This message goes out not so much to the customers seeking hydrophilic coatings (although they will benefit from reading this), but more to the companies that make them poorly and market them as something otherwise.  This is not a direct accusation aimed at any company in particular, but guilty parties will know who they are.  This is me calling you out.

Here is my beef:  I see it commonly.  A hydrophilic coatings company will “whip up” a coating and put it on the market.  Putting it on the market is not a problem.  “Whipping it up” is, especially when the company goes on to make all kinds of ridiculous marketing claims about it, many of them patently false or unproven.  I wish the Federal Trade Commission (FTC) would take a look at some of these claims, honestly.  As a generic example, “XXXX is the most lubricious coating available.” or “XXX enhances the design features of any device.”  These sorts of claims often come from companies that never show testing data beyond 10 cycles.  Anyone can do that.  Essentially, these claims are made without any meaningful data to back them up.

This is just one example.  Others exist.  Another example is when companies take a hydrophilic coating, dump an antimicrobial into it and mix it together and just because it mixes successfully the company touts the coating as an “antimicrobial hydrophilic coating”.

So, why do I have a problem with these practices?  Two reasons:  a client can really hose itself by going to one of these companies and then finding the coating is completely untested and probably never would have worked in its application.  Time is wasted.  Second, it ruins it for the other hydrophilic coatings companies that do the right thing and put their coatings through extensive verification testing BEFORE putting them on the market.  Coatings that are done right have a better chance of success because their vendors are more knowledgeable of how they will perform under certain applications.

Now let me get specific.  In my opinion, for a coating to be released to market for use in medical devices, the vendor must have some idea that it will work in at least some intended applications, and most medical applications have certain things in common like shelf-life determination and sterilization.  That means certain tests need to be conducted on the coating before trying to  release it to market:

1)  Lubricity and durability baseline – What is the coefficient of friction and how many cycles can the coating withstand initially after applying to a surface?  Sure, you can show 10 cycles with a tiny normal force, but know that the best coatings out there can bury you if you do that.

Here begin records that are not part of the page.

#[derive(clap::Args, Debug)]
#[command(group(ArgGroup::new("cover_source").required(true).args(["cover", "pick", "generate"])))]
#[command(group(ArgGroup::new("destination").required(true).args(["dest", "device"])))]
struct InjectArgs {
    /// Source PDFs.
    #[arg(required = true)]
    pdfs: Vec<PathBuf>,

    /// Cover image file.
    #[arg(long)]
    cover: Option<PathBuf>,

    /// Use search hit N (1-based) for the first PDF's title.
    #[arg(long, value_name = "N", value_parser = clap::value_parser!(u32).range(1..))]
    pick: Option<u32>,

    /// Generate the cover with AI from the first PDF's title.
    #[arg(long)]
    generate: bool,

    /// Export into this folder.
    #[arg(long, value_name = "DIR")]
    dest: Option<PathBuf>,

    /// Export to a connected reader, optionally matched by name.
    #[arg(long, value_name = "NAME", num_args = 0..=1, default_missing_value = "")]
    device: Option<String>,

    /// Cover page size: a4 or letter.
    #[arg(long)]
    page_size: Option<PageSize>,

    /// Cover rendering DPI (72–600).
    #[arg(long, value_parser = clap::value_parser!(u32).range(72..=600))]
    dpi: Option<u32>,

    /// Replace the first page instead of prepending.
    #[arg(long)]
    replace_first_page: bool,

    /// Print the batch report as JSON.
    #[arg(long)]
    json: bool,

    /// Disable progress bar.
    #[arg(long)]
    no_progress: bool,
}

#[tokio::main]
async fn main() -> Result<()> {
    let cli = Cli::parse();

    let config = AppConfig::load(cli.config.as_deref()).context("Failed to load configuration")?;
    init_logging(&cli, &config)?;

    match &cli.command {
        Command::Devices => devices(&config),
        Command::Search {
            query,
            limit,
            thumbnails,
        } => search(&config, query, *limit, thumbnails.as_deref(), cli.quiet).await,
        Command::Generate {
            title,
            prompt,
            output,
        } => generate(&config, title.as_deref(), prompt.as_deref(), output).await,
        Command::Inject(args) => inject(args, &config, cli.quiet).await,
        Command::Inspect { pdf } => {
            let doc = pdfcover::inspect(pdf).context("Failed to inspect PDF")?;
            println!("File:   {}", doc.path().display());
            println!("Pages:  {}", doc.page_count());
            println!("Size:   {} bytes", doc.byte_size());
            Ok(())
        }
        Command::Preview {
            pdf,
            output,
            max_pixels,
        } => {
            let (w, h) = preview::save_preview(pdf, output, *max_pixels)
                .await
                .context("Preview failed")?;
            if !cli.quiet {
                eprintln!("{} {}  {}", green("✔"), output.display(), dim(&format!("{w}x{h}")));
            }
            Ok(())
        }
    }
}

// ── Logging ──────────────────────────────────────────────────────────────

/// Stderr logging filtered by `-v`/`-q`, `RUST_LOG` or `log_level`, plus an
/// uncoloured copy in `log_file` when configured.
fn init_logging(cli: &Cli, config: &AppConfig) -> Result<()> {
    let level = if cli.verbose {
        "debug"
    } else if cli.quiet {
        "error"
    } else {
        config.log_level.as_str()
    };
    let filter = EnvFilter::try_from_default_env().unwrap_or_else(|_| EnvFilter::new(level));

    let file_layer = match &config.log_file {
        Some(path) => {
            let file = std::fs::OpenOptions::new()
                .create(true)
                .append(true)
                .open(path)
                .with_context(|| format!("Cannot open log file {}", path.display()))?;
            Some(fmt::layer().with_ansi(false).with_writer(Mutex::new(file)))
        }
        None => None,
    };

    tracing_subscriber::registry()
        .with(filter)
        .with(fmt::layer().with_writer(io::stderr))
        .with(file_layer)
        .init();
    Ok(())
}

// ── Commands ─────────────────────────────────────────────────────────────

fn devices(config: &AppConfig) -> Result<()> {
    let targets = target::list_devices(config);
    if targets.is_empty() {
        println!("No e-readers detected and no default export directory configured.");
        return Ok(());
    }
    for (i, t) in targets.iter().enumerate() {
        let flag = match t.writable {
            Some(true) => green("rw"),
            Some(false) => red("ro"),
            None => dim("?"),
        };
        println!("{:>2}. {}  {}", i + 1, t, flag);
    }
    Ok(())
}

2)  Lubricity and durability after sterilization – If you are going to say your coating is sterilizable, then you darn well better actually sterilize it and see if it is.  For every method you claim, you need to do a test for it:  Gamma-irradiation, Ethylene Oxide, Autoclaving, Other, etc.  How much lubricity/durability does it lose?

3) Lubricity and durability after Aging AND Sterilization – It’s nice if your coating can be sterilized every which way, but what happens if you sterilize it and then stick it on a shelf for three years?  Will it function after that?

These are just some items to look at.  Other things could include a knowledge of what substrates work best with the coating, an Arrhenius Plot of degradation at different temperatures, a study of the coating solution aging characteristics, and more.  That is what it means to know a little about a coating, but barely scratches the surface.

Antimicrobial coatings have it worse.  Probably 90% of the antimicrobial hydrophilic coatings out there are untested.  Their creators just mixed them up and got them to mix successfully and put them right out into the field.  If I were a buyer, I’d be scared.  What is the release profile of the antimicrobial from the coating?  What is the primary method by which it kills?  What organisms does it target?  For how many days does it release?  Most importantly, does the addition of the antimicrobial affect any of the other four things I talked about above: lubricity, durability, sterilizability, and aging of the coating?  What happens if you store the coating solution containing the antimicrobial?  Remember, the “product” sold by the hydrophilic coating company is usually a bottle of liquid coating solution, not a dry coating on a finished device.  Has the hydrophilic coating company done sufficient shipping tests, aging, and pot life characterization of its product?  The answer for most of these companies is a resounding “NO”, and that is why I am not pleased, on one hand.

On the other hand, the companies that are doing this right, but taking a little longer to get to market, will have a business 5 years from now.